* _DATA EXTRACTS_:

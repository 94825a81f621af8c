mod decoder;
mod layers;
mod objective;
mod regularization;
mod train_loop;

pub use decoder::{
    BACKBONE_STRIDE, DEFAULT_L2_SCALE, DecoderConfig, DecoderError, DecoderOutput,
    UPSAMPLE_FACTORS, layers,
};
pub use layers::{Conv2DLayer, Conv2DTransposeLayer, Layer};
pub use objective::{Objective, ObjectiveConfig, ObjectiveError, optimize};
pub use regularization::{RegularizationLosses, RegularizationTerm, l2_regularizer};
pub use train_loop::{
    EpochSummary, StepConfig, StepSchedule, TrainLoopConfig, TrainLoopError, TrainReport,
    TrainTensors, train_nn,
};
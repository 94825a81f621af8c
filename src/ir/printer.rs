use crate::ir::conv::Padding;
use crate::ir::{Graph, Op, ValueId};

/// Renders the graph one SSA assignment per line, appending `: name` to named values.
pub fn print_graph(graph: &Graph) -> String {
    let mut lines = Vec::new();
    for node in &graph.nodes {
        let mut line = format!("%{} = {}", node.output.0, format_op(&node.op));
        if let Some(name) = &node.name {
            line.push_str(" : ");
            line.push_str(name);
        }
        lines.push(line);
    }
    lines.join("\n")
}

fn format_op(op: &Op) -> String {
    let mnemonic = op.mnemonic();
    let operands = op
        .input_values()
        .into_iter()
        .map(fmt_value)
        .collect::<Vec<_>>()
        .join(" ");
    let attrs = match op {
        Op::ConstTensor { shape, .. } => format!("{shape:?}"),
        Op::Scale { factor, .. } => format!("x{factor}"),
        Op::Conv2D { spec, .. }
        | Op::Conv2DTranspose { spec, .. }
        | Op::Conv2DTransposeBackpropInput { spec, .. } => {
            format!("s{:?} {}", spec.strides, fmt_padding(spec.padding))
        }
        Op::Conv2DBackpropInput { spec, input_hw, .. } => format!(
            "s{:?} {} in{input_hw:?}",
            spec.strides,
            fmt_padding(spec.padding)
        ),
        Op::Conv2DBackpropFilter {
            spec, kernel_hw, ..
        }
        | Op::Conv2DTransposeBackpropFilter {
            spec, kernel_hw, ..
        } => format!(
            "s{:?} {} k{kernel_hw:?}",
            spec.strides,
            fmt_padding(spec.padding)
        ),
        Op::MaxPool { spec, .. } | Op::MaxPoolBackward { spec, .. } => format!(
            "w{:?} s{:?} {}",
            spec.window,
            spec.strides,
            fmt_padding(spec.padding)
        ),
        Op::Dropout { mask_key, .. } | Op::DropoutBackward { mask_key, .. } => {
            format!("mask{mask_key}")
        }
        Op::Reshape { shape, .. } => format!("{shape:?}"),
        Op::Parameter(name) | Op::Input(name) => name.clone(),
        _ => String::new(),
    };

    [mnemonic.to_string(), operands, attrs]
        .into_iter()
        .filter(|part| !part.is_empty())
        .collect::<Vec<_>>()
        .join(" ")
}

fn fmt_padding(padding: Padding) -> String {
    match padding {
        Padding::Valid => "valid".to_string(),
        Padding::Same => "same".to_string(),
        Padding::Explicit {
            top,
            left,
            bottom,
            right,
        } => format!("pad[{top},{left},{bottom},{right}]"),
    }
}

fn fmt_value(value: ValueId) -> String {
    format!("%{}", value.0)
}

* _WHAT IS BEING ASKED_:
Set down the records above once more, exactly as given.

* _ANSWER FOR THE TASK_:
repository 94825a81f621af8c
mod decoder;
mod layers;
mod objective;
mod regularization;
mod train_loop;

pub use decoder::{
    BACKBONE_STRIDE, DEFAULT_L2_SCALE, DecoderConfig, DecoderError, DecoderOutput,
    UPSAMPLE_FACTORS, layers,
};
pub use layers::{Conv2DLayer, Conv2DTransposeLayer, Layer};
pub use objective::{Objective, ObjectiveConfig, ObjectiveError, optimize};
pub use regularization::{RegularizationLosses, RegularizationTerm, l2_regularizer};
pub use train_loop::{
    EpochSummary, StepConfig, StepSchedule, TrainLoopConfig, TrainLoopError, TrainReport,
    TrainTensors, train_nn,
};
repository 94825a81f621af8c
filename src/ir/printer.rs
use crate::ir::conv::Padding;
use crate::ir::{Graph, Op, ValueId};

/// Renders the graph one SSA assignment per line, appending `: name` to named values.
pub fn print_graph(graph: &Graph) -> String {
    let mut lines = Vec::new();
    for node in &graph.nodes {
        let mut line = format!("%{} = {}", node.output.0, format_op(&node.op));
        if let Some(name) = &node.name {
            line.push_str(" : ");
            line.push_str(name);
        }
        lines.push(line);
    }
    lines.join("\n")
}

fn format_op(op: &Op) -> String {
    let mnemonic = op.mnemonic();
    let operands = op
        .input_values()
        .into_iter()
        .map(fmt_value)
        .collect::<Vec<_>>()
        .join(" ");
    let attrs = match op {
        Op::ConstTensor { shape, .. } => format!("{shape:?}"),
        Op::Scale { factor, .. } => format!("x{factor}"),
        Op::Conv2D { spec, .. }
        | Op::Conv2DTranspose { spec, .. }
        | Op::Conv2DTransposeBackpropInput { spec, .. } => {
            format!("s{:?} {}", spec.strides, fmt_padding(spec.padding))
        }
        Op::Conv2DBackpropInput { spec, input_hw, .. } => format!(
            "s{:?} {} in{input_hw:?}",
            spec.strides,
            fmt_padding(spec.padding)
        ),
        Op::Conv2DBackpropFilter {
            spec, kernel_hw, ..
        }
        | Op::Conv2DTransposeBackpropFilter {
            spec, kernel_hw, ..
        } => format!(
            "s{:?} {} k{kernel_hw:?}",
            spec.strides,
            fmt_padding(spec.padding)
        ),
        Op::MaxPool { spec, .. } | Op::MaxPoolBackward { spec, .. } => format!(
            "w{:?} s{:?} {}",
            spec.window,
            spec.strides,
            fmt_padding(spec.padding)
        ),
        Op::Dropout { mask_key, .. } | Op::DropoutBackward { mask_key, .. } => {
            format!("mask{mask_key}")
        }
        Op::Reshape { shape, .. } => format!("{shape:?}"),
        Op::Parameter(name) | Op::Input(name) => name.clone(),
        _ => String::new(),
    };

    [mnemonic.to_string(), operands, attrs]
        .into_iter()
        .filter(|part| !part.is_empty())
        .collect::<Vec<_>>()
        .join(" ")
}

fn fmt_padding(padding: Padding) -> String {
    match padding {
        Padding::Valid => "valid".to_string(),
        Padding::Same => "same".to_string(),
        Padding::Explicit {
            top,
            left,
            bottom,
            right,
        } => format!("pad[{top},{left},{bottom},{right}]"),
    }
}

fn fmt_value(value: ValueId) -> String {
    format!("%{}", value.0)
}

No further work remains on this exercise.